Still Game has attracted celebrity attention; in addition to many Scottish celebrities (including Robbie Coltrane, Sylvester McCoy, Lorraine Kelly, Amy Macdonald and Billy Boyd) making cameo appearances in the show, Foo Fighters frontman Dave Grohl and actors Sean Connery and Bill Nighy are reported to be fans. Nighy has even cited the programme as inspiration for his Scottish accent in the role of Davy Jones in the Pirates of the Caribbean film series.

However, the series has received criticism. It was criticised for its "reliance on expletives" by Teddy Jamieson, television critic for The Herald. He also commented that the sitcom "paints [Scotland] in broad strokes", through its use of stereotypes.

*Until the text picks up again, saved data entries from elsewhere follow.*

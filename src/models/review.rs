use chrono::{DateTime, Utc};
use serde::{Deserialize, Serialize};
use sqlx::FromRow;
use utoipa::ToSchema;
use uuid::Uuid;

pub const DEFAULT_SCORE: i64 = 1;

#[derive(Debug, Clone, Serialize, Deserialize, ToSchema)]
pub struct Review {
    pub id: Uuid,
    /// Name of the reviewed title.
    pub title: String,
    pub text: String,
    /// Username of the author.
    pub author: String,
    #[schema(minimum = 1, maximum = 10)]
    pub score: i64,
    pub pub_date: DateTime<Utc>,
}

#[derive(Debug, Clone, FromRow)]
pub struct DbReview {
    pub id: Uuid,
    pub title_id: Uuid,
    pub title_name: String,
    pub author_id: Uuid,
    pub author_username: String,
    pub text: String,
    pub score: i64,
    pub pub_date: DateTime<Utc>,
}

impl From<DbReview> for Review {
    fn from(value: DbReview) -> Self {
        Review {
            id: value.id,
            title: value.title_name,
            text: value.text,
            author: value.author_username,
            score: value.score,
            pub_date: value.pub_date,
        }
    }
}

#[derive(Debug, Default, Deserialize, ToSchema)]
pub struct ReviewCreateRequest {
    #[schema(example = "Slow, strange and wonderful.")]
    pub text: Option<String>,
    #[schema(example = 9, minimum = 1, maximum = 10)]
    pub score: Option<i64>,
}

#[derive(Debug, Default, Deserialize, ToSchema)]
pub struct ReviewUpdateRequest {
    pub text: Option<String>,
    #[schema(minimum = 1, maximum = 10)]
    pub score: Option<i64>,
}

The series revival from 2016 to 2019 was also met with some negative reviews; Julie McDowall, writing for The National, said of the first episode "You're going to hate me for saying this. I already hate myself for even daring to hold these thoughts, but I need to be honest with you: this was a disappointment." She later said of the series, "I fear this once brilliant sitcom is turning into Mrs. Brown's Boys. Just like an auld yin in The Clansman, its teeth have been removed and it's gumsy and ineffectual and a bit of a bore." A review in Chortle said "I suspect a lot of new viewers will wonder what all the fuss is about, as this episode seems clunky and dated," going on to say "in truth no one here appears to be a great actor" and that "it seems to be a little crudely edited, too, with the timing of cutaways off the pace. And when you start to notice things like that, it's got to be a sign that something's wrong."